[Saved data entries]
○ ○ ○ ○

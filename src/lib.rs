//! `relaywatcher` — a live-stream watch/ingest/transcribe/relay worker.
//!
//! This crate watches a configured set of streaming channels, downloads whatever is live,
//! slices the incoming media into fixed-duration chunks, transcribes each chunk with a local
//! Whisper model, and relays the resulting transcript lines (and, where configured, the
//! underlying media) to an upstream server.

pub mod asr;
pub mod audio;
pub mod chunker;
pub mod config;
pub mod downloader;
pub mod logging;
pub mod muxer;
pub mod probe;
pub mod relay;
pub mod shutdown;
pub mod status;
pub mod store;
pub mod supervisor;
pub mod text;
pub mod transcriber;
pub mod types;
pub mod upload_queue;
pub mod watcher;
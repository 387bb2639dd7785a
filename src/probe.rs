//! Stream metadata probe: an external collaborator contract wrapping `yt-dlp -j`.
//!
//! Grounded on the original implementation's `StreamHelper.get_stream_stats`: a JSON
//! metadata dump, Twitch-specific title/start-time overrides, and "anything that fails to
//! parse is not-live" semantics.

use std::time::Duration;

use anyhow::{Context, Result};
use async_trait::async_trait;
use serde::Deserialize;
use tokio::process::Command;
use tokio::time::timeout;

use crate::text::strip_date;
use crate::types::StreamInfo;

const PROBE_TIMEOUT: Duration = Duration::from_secs(30);

/// A probe result before the watcher decorates it with `key`/`media_type`.
#[derive(Debug, Clone)]
pub struct ProbeResult {
    pub is_live: bool,
    pub stream_id: String,
    pub stream_title: String,
    pub start_time: String,
}

impl ProbeResult {
    fn not_live() -> Self {
        Self {
            is_live: false,
            stream_id: String::new(),
            stream_title: String::new(),
            start_time: String::new(),
        }
    }
}

#[async_trait]
pub trait Probe: Send + Sync {
    async fn probe(&self, url: &str) -> ProbeResult;
}

#[derive(Debug, Deserialize)]
struct YtDlpMetadata {
    #[serde(default)]
    is_live: bool,
    #[serde(default)]
    id: Option<String>,
    #[serde(default)]
    title: Option<String>,
    #[serde(default)]
    display_id: Option<String>,
    #[serde(default)]
    description: Option<String>,
    #[serde(default)]
    release_timestamp: Option<f64>,
    #[serde(default)]
    timestamp: Option<f64>,
}

/// Real probe: spawns `yt-dlp -j <url>` and parses its JSON stdout.
pub struct YtDlpProbe {
    ytdlp_path: String,
}

impl YtDlpProbe {
    pub fn new(ytdlp_path: impl Into<String>) -> Self {
        Self {
            ytdlp_path: ytdlp_path.into(),
        }
    }
}

#[async_trait]
impl Probe for YtDlpProbe {
    async fn probe(&self, url: &str) -> ProbeResult {
        match self.run(url).await {
            Ok(result) => result,
            Err(err) => {
                tracing::debug!(url, %err, "stream probe failed, treating as not-live");
                ProbeResult::not_live()
            }
        }
    }
}

impl YtDlpProbe {
    async fn run(&self, url: &str) -> Result<ProbeResult> {
        let output = timeout(
            PROBE_TIMEOUT,
            Command::new(&self.ytdlp_path).arg("-j").arg(url).output(),
        )
        .await
        .context("yt-dlp metadata fetch timed out")?
        .context("failed to spawn yt-dlp")?;

        if !output.status.success() {
            anyhow::bail!(
                "yt-dlp exited with {}: {}",
                output.status,
                String::from_utf8_lossy(&output.stderr)
            );
        }

        let metadata: YtDlpMetadata =
            serde_json::from_slice(&output.stdout).context("failed to parse yt-dlp JSON")?;

        if !metadata.is_live {
            return Ok(ProbeResult::not_live());
        }

        let is_twitch = url.to_lowercase().contains("twitch.tv");

        let stream_title = if is_twitch {
            format!(
                "{} - {}",
                metadata.display_id.as_deref().unwrap_or("Unknown Channel"),
                metadata.description.as_deref().unwrap_or("Unknown Title")
            )
        } else {
            strip_date(metadata.title.as_deref().unwrap_or("Unknown Title"))
        };

        let mut start_time = if is_twitch {
            metadata.timestamp.unwrap_or(0.0)
        } else {
            metadata.release_timestamp.unwrap_or(0.0)
        };
        if start_time == 0.0 {
            start_time = metadata.timestamp.unwrap_or(0.0);
        }

        Ok(ProbeResult {
            is_live: true,
            stream_id: metadata.id.unwrap_or_else(|| "Unknown ID".to_owned()),
            stream_title,
            start_time: format!("{start_time}"),
        })
    }
}

/// In-memory fake for tests: returns a scripted sequence of results, repeating the last one.
pub struct FakeProbe {
    results: std::sync::Mutex<Vec<ProbeResult>>,
}

impl FakeProbe {
    pub fn new(results: Vec<ProbeResult>) -> Self {
        Self {
            results: std::sync::Mutex::new(results),
        }
    }
}

#[async_trait]
impl Probe for FakeProbe {
    async fn probe(&self, _url: &str) -> ProbeResult {
        let mut results = self.results.lock().unwrap();
        if results.len() > 1 {
            results.remove(0)
        } else {
            results.first().cloned().unwrap_or_else(ProbeResult::not_live)
        }
    }
}

/// Decorate a raw probe result with the watcher-known `key` and effective media type.
pub fn into_stream_info(
    url: &str,
    result: ProbeResult,
    key: &str,
    media_type: crate::types::MediaType,
) -> StreamInfo {
    StreamInfo {
        url: url.to_owned(),
        is_live: result.is_live,
        stream_id: result.stream_id,
        stream_title: result.stream_title,
        start_time: result.start_time,
        key: key.to_owned(),
        media_type,
    }
}

#[cfg(test)]
mod tests {
    use super::*;

    #[tokio::test]
    async fn fake_probe_returns_scripted_results_then_repeats_last() {
        let probe = FakeProbe::new(vec![
            ProbeResult {
                is_live: true,
                stream_id: "X".into(),
                stream_title: "A".into(),
                start_time: "1".into(),
            },
            ProbeResult::not_live(),
        ]);

        let first = probe.probe("u").await;
        assert!(first.is_live);
        let second = probe.probe("u").await;
        assert!(!second.is_live);
        let third = probe.probe("u").await;
        assert!(!third.is_live);
    }
}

○ ○ ○ ○

● Task instructions
Lines containing the word "filename" are to be pulled from the records and copied.

● Exercise output
filename src/lib.rs
filename src/probe.rs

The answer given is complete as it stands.